How many lines in the data below have the string "impl"? Reply with the number alone.

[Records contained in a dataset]
↓

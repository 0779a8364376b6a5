//! Dispatch Result Envelope
//!
//! The uniform answer returned for every dispatch. Fields are private and the
//! envelope can only be built through its three constructors, each of which
//! fixes `is_ai_generated` from the outcome. A fallback or exhausted result can
//! therefore never claim to be model output.

use std::fmt;
use std::time::Duration;

use chrono::{DateTime, Utc};
use serde::{Serialize, Serializer};
use uuid::Uuid;

use crate::backend::{ErrorKind, TokenUsage};
use crate::routing::fallback::FallbackNotice;

// ============================================================================
// Outcome
// ============================================================================

/// How a dispatch ended
#[derive(Clone, Copy, Debug, PartialEq, Eq, Hash, Serialize)]
#[serde(rename_all = "snake_case")]
pub enum DispatchOutcome {
    /// A backend produced the content
    Success,
    /// No backend answered; content is the deterministic fallback template
    FallbackUsed,
    /// No backend answered and fallback is disabled; content is empty
    Exhausted,
}

impl fmt::Display for DispatchOutcome {
    fn fmt(&self, f: &mut fmt::Formatter<'_>) -> fmt::Result {
        f.write_str(match self {
            DispatchOutcome::Success => "success",
            DispatchOutcome::FallbackUsed => "fallback_used",
            DispatchOutcome::Exhausted => "exhausted",
        })
    }
}

/// Why no backend produced an answer
#[derive(Clone, Copy, Debug, PartialEq, Eq, Hash, Serialize)]
#[serde(rename_all = "snake_case")]
pub enum ExhaustionReason {
    /// Filtering left no candidate (capacity, or every backend parked)
    NoEligibleBackends,
    /// The deadline passed before a candidate answered
    DeadlineElapsed,
    /// Every candidate was tried and failed
    AllCandidatesFailed,
}

impl fmt::Display for ExhaustionReason {
    fn fmt(&self, f: &mut fmt::Formatter<'_>) -> fmt::Result {
        f.write_str(match self {
            ExhaustionReason::NoEligibleBackends => "no eligible backends",
            ExhaustionReason::DeadlineElapsed => "deadline elapsed",
            ExhaustionReason::AllCandidatesFailed => "all candidate backends failed",
        })
    }
}

// ============================================================================
// Attempt Record
// ============================================================================

fn serialize_millis<S: Serializer>(value: &Duration, serializer: S) -> Result<S::Ok, S::Error> {
    serializer.serialize_u64(u64::try_from(value.as_millis()).unwrap_or(u64::MAX))
}

/// One backend call made during a dispatch
#[derive(Clone, Debug, PartialEq, Eq, Serialize)]
pub struct AttemptRecord {
    /// Backend that was called
    pub backend_id: String,

    /// Failure classification; `None` for the successful attempt
    pub error_kind: Option<ErrorKind>,

    /// Wall time spent on the call
    #[serde(rename = "duration_ms", serialize_with = "serialize_millis")]
    pub duration: Duration,
}

impl AttemptRecord {
    /// Record of a successful call
    pub fn succeeded(backend_id: impl Into<String>, duration: Duration) -> Self {
        Self {
            backend_id: backend_id.into(),
            error_kind: None,
            duration,
        }
    }

    /// Record of a failed call
    pub fn failed(backend_id: impl Into<String>, kind: ErrorKind, duration: Duration) -> Self {
        Self {
            backend_id: backend_id.into(),
            error_kind: Some(kind),
            duration,
        }
    }
}

// ============================================================================
// Dispatch Result
// ============================================================================

/// The envelope returned by [`Dispatcher::dispatch`](crate::Dispatcher::dispatch)
#[derive(Clone, Debug, PartialEq, Serialize)]
pub struct DispatchResult {
    request_id: Uuid,
    outcome: DispatchOutcome,
    backend_id: Option<String>,
    content: String,
    is_ai_generated: bool,
    attempts: Vec<AttemptRecord>,
    #[serde(skip_serializing_if = "Vec::is_empty")]
    skipped: Vec<String>,
    #[serde(skip_serializing_if = "Option::is_none")]
    token_usage: Option<TokenUsage>,
    #[serde(skip_serializing_if = "Option::is_none")]
    fallback: Option<FallbackNotice>,
    completed_at: DateTime<Utc>,
}

impl DispatchResult {
    /// A backend answered
    pub(crate) fn success(
        request_id: Uuid,
        backend_id: String,
        content: String,
        token_usage: Option<TokenUsage>,
        attempts: Vec<AttemptRecord>,
    ) -> Self {
        Self {
            request_id,
            outcome: DispatchOutcome::Success,
            backend_id: Some(backend_id),
            content,
            is_ai_generated: true,
            attempts,
            skipped: Vec::new(),
            token_usage,
            fallback: None,
            completed_at: Utc::now(),
        }
    }

    /// The deterministic fallback template stands in for an answer
    pub(crate) fn fallback_used(
        request_id: Uuid,
        notice: FallbackNotice,
        content: String,
        attempts: Vec<AttemptRecord>,
        skipped: Vec<String>,
    ) -> Self {
        Self {
            request_id,
            outcome: DispatchOutcome::FallbackUsed,
            backend_id: None,
            content,
            is_ai_generated: false,
            attempts,
            skipped,
            token_usage: None,
            fallback: Some(notice),
            completed_at: Utc::now(),
        }
    }

    /// Nothing answered and no fallback was produced
    pub(crate) fn exhausted(
        request_id: Uuid,
        attempts: Vec<AttemptRecord>,
        skipped: Vec<String>,
    ) -> Self {
        Self {
            request_id,
            outcome: DispatchOutcome::Exhausted,
            backend_id: None,
            content: String::new(),
            is_ai_generated: false,
            attempts,
            skipped,
            token_usage: None,
            fallback: None,
            completed_at: Utc::now(),
        }
    }

    /// Correlation id of the request
    #[must_use]
    pub fn request_id(&self) -> Uuid {
        self.request_id
    }

    /// How the dispatch ended
    #[must_use]
    pub fn outcome(&self) -> DispatchOutcome {
        self.outcome
    }

    /// Backend that produced the content, on success
    #[must_use]
    pub fn backend_id(&self) -> Option<&str> {
        self.backend_id.as_deref()
    }

    /// AI text on success, fallback template otherwise, empty when exhausted
    #[must_use]
    pub fn content(&self) -> &str {
        &self.content
    }

    /// True exactly when the outcome is `Success`
    #[must_use]
    pub fn is_ai_generated(&self) -> bool {
        self.is_ai_generated
    }

    /// Every backend call made, in order
    #[must_use]
    pub fn attempts(&self) -> &[AttemptRecord] {
        &self.attempts
    }

    /// Candidates not tried because the deadline had passed
    #[must_use]
    pub fn skipped(&self) -> &[String] {
        &self.skipped
    }

    /// Token usage reported by the answering backend
    #[must_use]
    pub fn token_usage(&self) -> Option<TokenUsage> {
        self.token_usage
    }

    /// Structured fallback notice, when the fallback was used
    #[must_use]
    pub fn fallback(&self) -> Option<&FallbackNotice> {
        self.fallback.as_ref()
    }

    /// When the envelope was produced
    #[must_use]
    pub fn completed_at(&self) -> DateTime<Utc> {
        self.completed_at
    }

    /// Shorthand for `outcome() == Success`
    #[must_use]
    pub fn is_success(&self) -> bool {
        self.outcome == DispatchOutcome::Success
    }
}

↑

## SOLUTION TO THE EXERCISE
6